I think you are on the right track, Kolo. If I still believed in straight point buy systems, I'd probably put a ceiling/floor on the starting stats, as well. My only gripe is that setting 25 point buy within the bounds of basically 10 and 15 (though a secondary stat could be higher with no racial bonus) is going to lead to a lot of similar stat layouts.

I guess the most mechanically efficient way to build a human in this system would be something like:

15 (17), 14, 14, 14, 13, 10

...or something along those lines.

Now, I wouldn't use exactly this layout for every character, but I could see using something quite similar to this in a lot of cases in your system, even for SAD classes. I like your idea and agree with your motivations, but it leads (in my imagination, at least) to more incentive for sameness than I like.
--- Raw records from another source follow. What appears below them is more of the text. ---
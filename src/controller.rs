//! High-level controller for wiring an [`Editor`] to a Slint front end.
//!
//! The [`FlowEditorController`] owns the editor behind `Rc<RefCell<_>>` so
//! it can be cloned into every callback, and exposes the pointer handlers
//! in the shape the UI reports them: one handler per picked element, with
//! raw coordinates and DOM-style button codes.
//!
//! # Example
//!
//! ```ignore
//! use slint_flow_editor::FlowEditorController;
//!
//! slint::include_modules!();
//!
//! fn main() {
//!     let window = MainWindow::new().unwrap();
//!     let ctrl = FlowEditorController::new();
//!
//!     window.on_canvas_pointer_down({
//!         let ctrl = ctrl.clone();
//!         move |x, y, button, shift| ctrl.canvas_pointer_down(x, y, button, shift)
//!     });
//!     window.on_node_title_pointer_down({
//!         let ctrl = ctrl.clone();
//!         move |id, x, y, shift| ctrl.node_title_pointer_down(id, x, y, shift)
//!     });
//!     window.on_pointer_moved({
//!         let ctrl = ctrl.clone();
//!         move |x, y| ctrl.pointer_move(x, y)
//!     });
//!     window.on_compute_connection_path(ctrl.connection_path_callback());
//!
//!     window.run().unwrap();
//! }
//! ```

use crate::editor::{Editor, HitTarget, PointerButton};
use crate::graph::{Connection, ConnectionId, Node, NodeId, PortId};
use crate::templates::NodeTemplate;
use crate::viewport::{CanvasPoint, ScreenPoint, ScreenRect};
use slint::{Model, SharedString, VecModel};
use std::cell::RefCell;
use std::rc::Rc;

/// Shared handle around an [`Editor`]. Clone it freely; all clones operate
/// on the same editor.
#[derive(Clone)]
pub struct FlowEditorController {
    editor: Rc<RefCell<Editor>>,
}

impl Default for FlowEditorController {
    fn default() -> Self {
        Self::new()
    }
}

impl FlowEditorController {
    pub fn new() -> Self {
        Self {
            editor: Rc::new(RefCell::new(Editor::new())),
        }
    }

    /// Direct access to the shared editor.
    pub fn editor(&self) -> Rc<RefCell<Editor>> {
        self.editor.clone()
    }

    // === Pointer wiring ===
    //
    // Each handler corresponds to one pickable element in the UI. The
    // element identity doubles as the hit target, so the editor never has
    // to re-derive what was under the pointer.

    /// Pointer press on empty canvas.
    pub fn canvas_pointer_down(&self, x: f32, y: f32, button: i32, shift: bool) {
        let Some(button) = PointerButton::from_code(button) else {
            return;
        };
        self.editor.borrow_mut().pointer_down(
            ScreenPoint::new(x, y),
            button,
            shift,
            HitTarget::Canvas,
        );
    }

    /// Pointer press on a node's title bar.
    pub fn node_title_pointer_down(&self, node: NodeId, x: f32, y: f32, shift: bool) {
        self.editor.borrow_mut().pointer_down(
            ScreenPoint::new(x, y),
            PointerButton::Primary,
            shift,
            HitTarget::NodeTitle(node),
        );
    }

    /// Pointer press on a node's body.
    pub fn node_body_pointer_down(&self, node: NodeId, x: f32, y: f32, shift: bool) {
        self.editor.borrow_mut().pointer_down(
            ScreenPoint::new(x, y),
            PointerButton::Primary,
            shift,
            HitTarget::NodeBody(node),
        );
    }

    /// Pointer press on an output port: starts drawing a connection.
    pub fn output_port_pointer_down(&self, node: NodeId, port: PortId, x: f32, y: f32) {
        self.editor.borrow_mut().pointer_down(
            ScreenPoint::new(x, y),
            PointerButton::Primary,
            false,
            HitTarget::OutputPort(node, port),
        );
    }

    /// Pointer release on an input port: completes a pending connection.
    pub fn input_port_pointer_up(&self, node: NodeId, port: PortId, x: f32, y: f32) {
        self.editor
            .borrow_mut()
            .pointer_up(ScreenPoint::new(x, y), HitTarget::InputPort(node, port));
    }

    pub fn pointer_move(&self, x: f32, y: f32) {
        self.editor.borrow_mut().pointer_move(ScreenPoint::new(x, y));
    }

    /// Pointer release anywhere that is not a port.
    pub fn pointer_up(&self, x: f32, y: f32) {
        self.editor
            .borrow_mut()
            .pointer_up(ScreenPoint::new(x, y), HitTarget::Canvas);
    }

    pub fn pointer_leave(&self) {
        self.editor.borrow_mut().pointer_leave();
    }

    /// The host's delete key binding.
    pub fn delete_pressed(&self) {
        self.editor.borrow_mut().delete_selected();
    }

    // === Toolbar and wheel ===

    pub fn zoom_in(&self) {
        self.editor.borrow_mut().viewport.zoom_in();
    }

    pub fn zoom_out(&self) {
        self.editor.borrow_mut().viewport.zoom_out();
    }

    /// Scroll-wheel zoom: one step per event, direction from the sign of
    /// the vertical delta.
    pub fn wheel_zoom(&self, delta_y: f32) {
        let mut editor = self.editor.borrow_mut();
        if delta_y > 0.0 {
            editor.viewport.zoom_out();
        } else {
            editor.viewport.zoom_in();
        }
    }

    pub fn reset_view(&self) {
        self.editor.borrow_mut().viewport.reset();
    }

    pub fn set_zoom(&self, zoom: f32) {
        self.editor.borrow_mut().viewport.set_zoom(zoom);
    }

    pub fn zoom(&self) -> f32 {
        self.editor.borrow().viewport.zoom()
    }

    // === Palette ===

    /// Place a node from a palette drop. The drop point is converted into
    /// canvas space and the node is centered on it, rounded to whole
    /// canvas units.
    pub fn drop_template_at(&self, template: &NodeTemplate, x: f32, y: f32) -> NodeId {
        let mut editor = self.editor.borrow_mut();
        let p = editor.viewport.to_canvas(ScreenPoint::new(x, y));
        let position = CanvasPoint::new(
            (p.x - template.width / 2.0).round(),
            (p.y - template.height / 2.0).round(),
        );
        editor.graph.create_node(template, position)
    }

    // === Overlays and paths ===

    /// Canvas-space path for the provisional connector, or empty when no
    /// connection gesture is active.
    pub fn pending_connection_path(&self) -> SharedString {
        self.editor
            .borrow()
            .pending_connection_path()
            .unwrap_or_default()
            .into()
    }

    /// The active marquee rectangle in screen space, if any.
    pub fn marquee_rect(&self) -> Option<ScreenRect> {
        self.editor.borrow().marquee_rect()
    }

    /// Canvas-space path for an existing connection, or empty if it does
    /// not resolve.
    pub fn connection_path(&self, id: ConnectionId) -> SharedString {
        self.editor
            .borrow()
            .connection_path(id)
            .unwrap_or_default()
            .into()
    }

    /// Screen-space path for an existing connection, for renderers that
    /// draw connectors outside the zoomed canvas layer. The control-point
    /// offset scales with the zoom so the curve matches the canvas-space
    /// rendition.
    pub fn connection_path_screen(&self, id: ConnectionId) -> SharedString {
        let editor = self.editor.borrow();
        let Some((from, to)) = editor.connection_endpoints(id) else {
            return SharedString::default();
        };
        let zoom = editor.viewport.zoom();
        let from = editor.viewport.to_screen(from);
        let to = editor.viewport.to_screen(to);
        crate::geometry::connection_path(from.x, from.y, to.x, to.y, editor.control_offset() * zoom)
            .into()
    }

    /// Callback for a `compute-connection-path(id)` Slint callback.
    pub fn connection_path_callback(&self) -> impl Fn(i32) -> SharedString {
        let ctrl = self.clone();
        move |id| ctrl.connection_path(id)
    }

    // === Description editing ===

    pub fn begin_description_edit(&self, node: NodeId) {
        self.editor.borrow_mut().begin_description_edit(node);
    }

    pub fn commit_description_edit(&self, text: SharedString) {
        self.editor.borrow_mut().commit_description_edit(text);
    }

    pub fn cancel_description_edit(&self) {
        self.editor.borrow_mut().cancel_description_edit();
    }

    pub fn editing_node(&self) -> Option<NodeId> {
        self.editor.borrow().editing_node()
    }

    // === Model synchronization ===

    /// Mirror the node table into a Slint model, building each row with
    /// `convert`. Existing rows are updated in place so the UI does not
    /// rebuild untouched items.
    pub fn sync_nodes_to_model<T, F>(&self, model: &VecModel<T>, convert: F)
    where
        T: Clone + 'static,
        F: Fn(&Node) -> T,
    {
        let rows: Vec<T> = self.editor.borrow().graph.nodes().iter().map(convert).collect();
        sync_rows(model, rows);
    }

    /// Mirror the connection table into a Slint model.
    pub fn sync_connections_to_model<T, F>(&self, model: &VecModel<T>, convert: F)
    where
        T: Clone + 'static,
        F: Fn(&Connection) -> T,
    {
        let rows: Vec<T> = self
            .editor
            .borrow()
            .graph
            .connections()
            .iter()
            .map(convert)
            .collect();
        sync_rows(model, rows);
    }

    /// Mirror the selection set into a Slint model of node ids.
    pub fn sync_selection_to_model(&self, model: &VecModel<i32>) {
        self.editor.borrow().graph.selection().sync_to_model(model);
    }
}

/// Update existing rows in place, append new ones, trim the excess.
fn sync_rows<T: Clone + 'static>(model: &VecModel<T>, rows: Vec<T>) {
    for (i, row) in rows.iter().enumerate() {
        if i < model.row_count() {
            model.set_row_data(i, row.clone());
        } else {
            model.push(row.clone());
        }
    }
    while model.row_count() > rows.len() {
        model.remove(model.row_count() - 1);
    }
}

#[cfg(test)]
mod tests {
    use super::*;
    use crate::templates::builtin_templates;

    // ========================================================================
    // Palette placement
    // ========================================================================

    #[test]
    fn test_drop_template_centers_node_under_pointer() {
        let ctrl = FlowEditorController::new();
        let templates = builtin_templates();

        let id = ctrl.drop_template_at(&templates[0], 300.0, 200.0);

        let editor = ctrl.editor();
        let editor = editor.borrow();
        let node = editor.graph.node(id).unwrap();
        // 180x80 template: centered means origin (300-90, 200-40).
        assert_eq!(node.position, CanvasPoint::new(210.0, 160.0));
    }

    #[test]
    fn test_drop_template_converts_through_viewport() {
        let ctrl = FlowEditorController::new();
        let templates = builtin_templates();
        ctrl.set_zoom(2.0);
        ctrl.editor().borrow_mut().viewport.set_pan(100.0, 100.0);

        let id = ctrl.drop_template_at(&templates[0], 500.0, 340.0);

        let editor = ctrl.editor();
        let editor = editor.borrow();
        let node = editor.graph.node(id).unwrap();
        // Drop point in canvas space is (200, 120); minus half the size.
        assert_eq!(node.position, CanvasPoint::new(110.0, 80.0));
    }

    // ========================================================================
    // Toolbar wrappers
    // ========================================================================

    #[test]
    fn test_toolbar_zoom_round_trip() {
        let ctrl = FlowEditorController::new();
        ctrl.zoom_in();
        assert!((ctrl.zoom() - 1.1).abs() < 1e-4);
        ctrl.reset_view();
        assert_eq!(ctrl.zoom(), 1.0);
        ctrl.set_zoom(99.0);
        assert_eq!(ctrl.zoom(), 2.0);
    }

    #[test]
    fn test_wheel_zoom_direction() {
        let ctrl = FlowEditorController::new();
        ctrl.wheel_zoom(-120.0);
        assert!((ctrl.zoom() - 1.1).abs() < 1e-4);
        ctrl.wheel_zoom(120.0);
        assert!((ctrl.zoom() - 0.99).abs() < 1e-4);
    }

    // ========================================================================
    // End-to-end pointer wiring
    // ========================================================================

    #[test]
    fn test_port_to_port_wiring_creates_connection() {
        let ctrl = FlowEditorController::new();
        let templates = builtin_templates();
        let a = ctrl.drop_template_at(&templates[0], 100.0, 100.0);
        let b = ctrl.drop_template_at(&templates[2], 500.0, 100.0);

        ctrl.output_port_pointer_down(a, 1, 190.0, 90.0);
        ctrl.pointer_move(300.0, 95.0);
        ctrl.input_port_pointer_up(b, 1, 410.0, 90.0);

        let editor = ctrl.editor();
        let editor = editor.borrow();
        assert_eq!(editor.graph.connections().len(), 1);
        let conn = &editor.graph.connections()[0];
        assert_eq!((conn.from_node, conn.to_node), (a, b));
    }

    #[test]
    fn test_release_on_canvas_abandons_connection() {
        let ctrl = FlowEditorController::new();
        let templates = builtin_templates();
        let a = ctrl.drop_template_at(&templates[0], 100.0, 100.0);

        ctrl.output_port_pointer_down(a, 1, 190.0, 90.0);
        assert!(!ctrl.pending_connection_path().is_empty());

        ctrl.pointer_up(300.0, 300.0);
        assert!(ctrl.pending_connection_path().is_empty());

        let editor = ctrl.editor();
        assert!(editor.borrow().graph.connections().is_empty());
    }

    #[test]
    fn test_unknown_button_code_is_ignored() {
        let ctrl = FlowEditorController::new();
        ctrl.canvas_pointer_down(0.0, 0.0, 7, false);
        assert!(ctrl.marquee_rect().is_none());
    }

    // ========================================================================
    // Model sync
    // ========================================================================

    #[test]
    fn test_sync_nodes_to_model_updates_and_trims() {
        let ctrl = FlowEditorController::new();
        let templates = builtin_templates();
        let a = ctrl.drop_template_at(&templates[0], 100.0, 100.0);
        let b = ctrl.drop_template_at(&templates[2], 400.0, 100.0);

        let model: Rc<VecModel<i32>> = Rc::new(VecModel::default());
        ctrl.sync_nodes_to_model(&model, |n| n.id);
        assert_eq!(model.row_count(), 2);

        ctrl.editor().borrow_mut().graph.delete_node(a);
        ctrl.sync_nodes_to_model(&model, |n| n.id);
        assert_eq!(model.row_count(), 1);
        assert_eq!(model.row_data(0), Some(b));
    }

    #[test]
    fn test_sync_selection_to_model() {
        let ctrl = FlowEditorController::new();
        let templates = builtin_templates();
        let a = ctrl.drop_template_at(&templates[0], 100.0, 100.0);

        ctrl.editor().borrow_mut().graph.set_selection(vec![a]);

        let model: Rc<VecModel<i32>> = Rc::new(VecModel::default());
        ctrl.sync_selection_to_model(&model);
        assert_eq!(model.row_count(), 1);
        assert_eq!(model.row_data(0), Some(a));
    }

    #[test]
    fn test_connection_path_callback() {
        let ctrl = FlowEditorController::new();
        let templates = builtin_templates();
        let a = ctrl.drop_template_at(&templates[0], 100.0, 100.0);
        let b = ctrl.drop_template_at(&templates[2], 500.0, 100.0);
        let conn = {
            let editor = ctrl.editor();
            let id = editor.borrow_mut().graph.connect((a, 1), (b, 1)).unwrap();
            id
        };

        let callback = ctrl.connection_path_callback();
        let path = callback(conn);
        assert!(path.starts_with("M "));
        assert!(path.contains(" C "));

        assert!(callback(9999).is_empty());
    }
}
Actually in my experience it allows for more diversity. For instance, one thing you are assuming is that the highest someone will buy is 15. In this system you are not particularly penalyzed for say playing a dwarf wizard, or even a race that has a penalty to a key stat like a dwarf sorceror. With this system you can know you are starting on the same playing field as anyone else even if you are playing something outside the norm. Because in this setup you can actually buy yourself up to the maximum allowed bonus, even if you have a penalty to that score (getting to a 16, which at least to start is the same as the maximum 17).

Also, assuming you get more people playing mad concepts, which you do in this system, you are just as likely to see something like 15(17), 16, 14, 13, 10, 10. It will depend on what serves the character. In addition, thing's i have seen are things like the charismatic wizard. Why? Because he couldnt just dump everything into int, so he decided to play a charming personable wizard. Something basically unheard of in the normal point buys.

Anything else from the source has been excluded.